Basically, the majority in Hans relied on the broader political context and the sentiments of the Framers’ era to infer a more expansive spirit than the Amendment's text could bear, and then applied that spirit over the letter of the Amendment.[82] Accordingly, future Supreme Court decisions have in fact credited Hans in establishing "Eleventh Amendment immunity" against federal question actions brought against a state by its own citizens.[83] As previously mentioned, the majority opinion also gave weight to the “shock and surprise” of the American populace after Chisholm was handed down in 1793, and the Court was fearful of another sort of reaction by the states.[84] Thus, the majority in Hans concluded that "the cognizance of suits and actions unknown to the law, and forbidden by the law, was not contemplated by the constitution when establishing the judicial power of the United States.”[85]

Even though the Hans court did not abide by a purely textual interpretation of the Eleventh Amendment, the Court nonetheless came down on the correct side of the intentions of our Framers. In looking to history and the circumstances of how the Eleventh Amendment was enacted and adopted, the Court in Hans, without a doubt, applied the appropriate methodology in its approach to the decision and reached the most rational and historically accurate legal conclusion.


Seminole Tribe v. Florida
Congress and Sovereign Immunity


In Seminole Tribe v. Florida, the Supreme Court held, by a 5-4 margin, that Congress lacks the constitutional authority, when acting pursuant to the Commerce Clause, to abrogate sovereign immunity afforded to the states under the Eleventh Amendment of the U.S. Constitution.[86] This decision, while indeed controversial, was consistent with our Framers understanding of the necessity of sovereign immunity and the weakness of the Commerce Clause itself.

In 1988, Congress passed the Indian Regulatory Gaming Act which was designed to restore to the states a role in regulating gaming operated by Indian Tribes.[87] The section of the Act at issue stated, “The United States district courts shall have jurisdiction over (i) any cause of action initiated by an Indian tribe arising from the failure of a State to enter into negotiations with the Indian tribe.”[88] If the district court finds that the state failed to negotiate in good faith, then the Act allows the court to "order the State and Indian tribe to conclude such a compact" within sixty days.[89] The dispute between the Seminole Tribe and state of Florida occurred when negotiations broke down, and thereafter the Tribe sued the state of Florida and the Governor in federal court alleging that the defendants did not negotiate in “good faith.”[90]

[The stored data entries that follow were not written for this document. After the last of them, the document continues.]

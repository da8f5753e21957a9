use async_trait::async_trait;
use serde_json::{Map, Value};
use sqlx::PgPool;
use tracing::info;
use uuid::Uuid;

use super::query_builder::DocumentSql;
use crate::application::ports::{Document, DocumentStore, Query, StoreError, WriteMode};

/// Documents stored as JSONB rows keyed by `(collection, id)`
pub struct PostgresDocumentStore {
    pool: PgPool,
}

impl PostgresDocumentStore {
    pub fn new(pool: PgPool) -> Self {
        Self { pool }
    }

    /// Create the documents table and its index when missing
    pub async fn ensure_schema(&self) -> Result<(), StoreError> {
        sqlx::query(DocumentSql::CREATE_TABLE)
            .execute(&self.pool)
            .await?;
        sqlx::query(DocumentSql::CREATE_DATA_INDEX)
            .execute(&self.pool)
            .await?;
        info!("Document schema ready");
        Ok(())
    }
}

#[derive(sqlx::FromRow)]
struct DocumentRow {
    id: String,
    data: Value,
}

impl DocumentRow {
    fn into_document(self) -> Result<Document, StoreError> {
        match self.data {
            Value::Object(map) => Ok(Document::new(self.id, map)),
            other => Err(StoreError::Internal(format!(
                "document {} holds a non-object value: {}",
                self.id, other
            ))),
        }
    }
}

#[async_trait]
impl DocumentStore for PostgresDocumentStore {
    async fn get(&self, collection: &str, id: &str) -> Result<Option<Document>, StoreError> {
        let row = sqlx::query_as::<_, DocumentRow>(
            "SELECT id, data FROM documents WHERE collection = $1 AND id = $2",
        )
        .bind(collection)
        .bind(id)
        .fetch_optional(&self.pool)
        .await?;

        row.map(DocumentRow::into_document).transpose()
    }

    async fn set(
        &self,
        collection: &str,
        id: &str,
        data: Map<String, Value>,
        mode: WriteMode,
    ) -> Result<(), StoreError> {
        let on_conflict = match mode {
            WriteMode::Replace => "data = EXCLUDED.data",
            WriteMode::Merge => "data = documents.data || EXCLUDED.data",
        };
        let sql = format!(
            r#"
            INSERT INTO documents (collection, id, data)
            VALUES ($1, $2, $3)
            ON CONFLICT (collection, id) DO UPDATE SET
                {},
                updated_at = now()
            "#,
            on_conflict
        );

        sqlx::query(&sql)
            .bind(collection)
            .bind(id)
            .bind(Value::Object(data))
            .execute(&self.pool)
            .await?;

        Ok(())
    }

    async fn update(
        &self,
        collection: &str,
        id: &str,
        patch: Map<String, Value>,
    ) -> Result<(), StoreError> {
        let result = sqlx::query(
            r#"
            UPDATE documents
            SET data = data || $3, updated_at = now()
            WHERE collection = $1 AND id = $2
            "#,
        )
        .bind(collection)
        .bind(id)
        .bind(Value::Object(patch))
        .execute(&self.pool)
        .await?;

        if result.rows_affected() == 0 {
            return Err(StoreError::not_found(collection, id));
        }
        Ok(())
    }

    async fn create(
        &self,
        collection: &str,
        id: &str,
        data: Map<String, Value>,
    ) -> Result<bool, StoreError> {
        let result = sqlx::query(
            r#"
            INSERT INTO documents (collection, id, data)
            VALUES ($1, $2, $3)
            ON CONFLICT (collection, id) DO NOTHING
            "#,
        )
        .bind(collection)
        .bind(id)
        .bind(Value::Object(data))
        .execute(&self.pool)
        .await?;

        Ok(result.rows_affected() > 0)
    }

    async fn add(&self, collection: &str, data: Map<String, Value>) -> Result<String, StoreError> {
        let id = Uuid::new_v4().simple().to_string();
        sqlx::query("INSERT INTO documents (collection, id, data) VALUES ($1, $2, $3)")
            .bind(collection)
            .bind(&id)
            .bind(Value::Object(data))
            .execute(&self.pool)
            .await?;
        Ok(id)
    }

    async fn delete(&self, collection: &str, id: &str) -> Result<bool, StoreError> {
        let result = sqlx::query("DELETE FROM documents WHERE collection = $1 AND id = $2")
            .bind(collection)
            .bind(id)
            .execute(&self.pool)
            .await?;
        Ok(result.rows_affected() > 0)
    }

    async fn query(&self, collection: &str, query: &Query) -> Result<Vec<Document>, StoreError> {
        let mut builder = DocumentSql::scoped(DocumentSql::SELECT, collection);
        DocumentSql::push_filters(&mut builder, query);
        DocumentSql::push_order_and_limit(&mut builder, query);

        let rows = builder
            .build_query_as::<DocumentRow>()
            .fetch_all(&self.pool)
            .await?;

        rows.into_iter().map(DocumentRow::into_document).collect()
    }

    async fn count(&self, collection: &str, query: &Query) -> Result<usize, StoreError> {
        let mut builder = DocumentSql::scoped(DocumentSql::COUNT, collection);
        DocumentSql::push_filters(&mut builder, query);

        let count: i64 = builder
            .build_query_scalar::<i64>()
            .fetch_one(&self.pool)
            .await?;

        Ok(usize::try_from(count).unwrap_or_default())
    }

    async fn ping(&self) -> Result<(), StoreError> {
        sqlx::query("SELECT 1").execute(&self.pool).await?;
        Ok(())
    }
}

Writing for the majority, Justice Rehnquist stated that while Congress does have power to abrogate sovereign immunity under Section 5 of the 14th Amendment, it does not have the constitutional authority to abrogate under Article I’s grant of legislative authority.[91] Rehnquist essentially reaffirmed that Article III, Section II did not override the states’ sovereign immunity and that this principle was clearly established with the Eleventh Amendment specifically rejecting the Chisholm decision.[92] Not only did Rehnquist reaffirm the Hans interpretation of the Eleventh Amendment, Rehnquist went further and overruled an earlier case entitled Pennsylvania v. Union Gas Co., 491 U.S. 1 (1989).[93]

In Union Gas, Justice Brennan, writing for the majority, had concluded that Congress did in fact possess Article I authority to abrogate state sovereign immunity.[94] In overruling this conclusion, Rehnquist defended the idea that the Eleventh Amendment embodies a broader principle that “state sovereign immunity limited the federal courts jurisdiction under Article III.”[95] From this premise, the Court held that allowing Congress to abrogate sovereign immunity of the states under Article I would contradict the fundamental principle that Congress cannot “expand the jurisdiction of the federal courts beyond the bounds of Article III.”[96]

Writing for the dissent in Union Gas, Justice Scalia remarked on the general nature of the Eleventh Amendment, and invoked the precedent and rationale set forth in Hans.[97] Scalia stated, “What we said in Hans was, essentially, that the Eleventh Amend-ment was important not merely for what is said but for what it reflected: a consensus that the doctrine of sovereign immunity, for States as well as for the Federal Government, was part of the understood background against which the Constitution was adopted, and which its jurisdictional provisions did not mean to sweep away.”[98]

Justice Souter, writing a dissenting opinion in Seminole Tribe, stated “There is almost no evidence that the generation of the Framers thought sovereign immunity was fundamental in the sense of being unalterable.”[99] Here, Souter is essentially suggesting that since the Founding Fathers never specifically said that Congress could not abrogate a states’ sovereign immunity from the Eleventh Amendment, then clearly Congress should have that power under the Commerce Clause. Souter is unfortunately framing the issue incorrectly. The reason there is little evidence on the Framers interpretation of abrogation of sovereign immunity is simply because the Framers never even considered it a possibility. Sovereign immunity for the states was embedded in the minds of our Framers, and surely Madison would never have agreed that the Commerce Clause could abrogate a states’ sovereignty.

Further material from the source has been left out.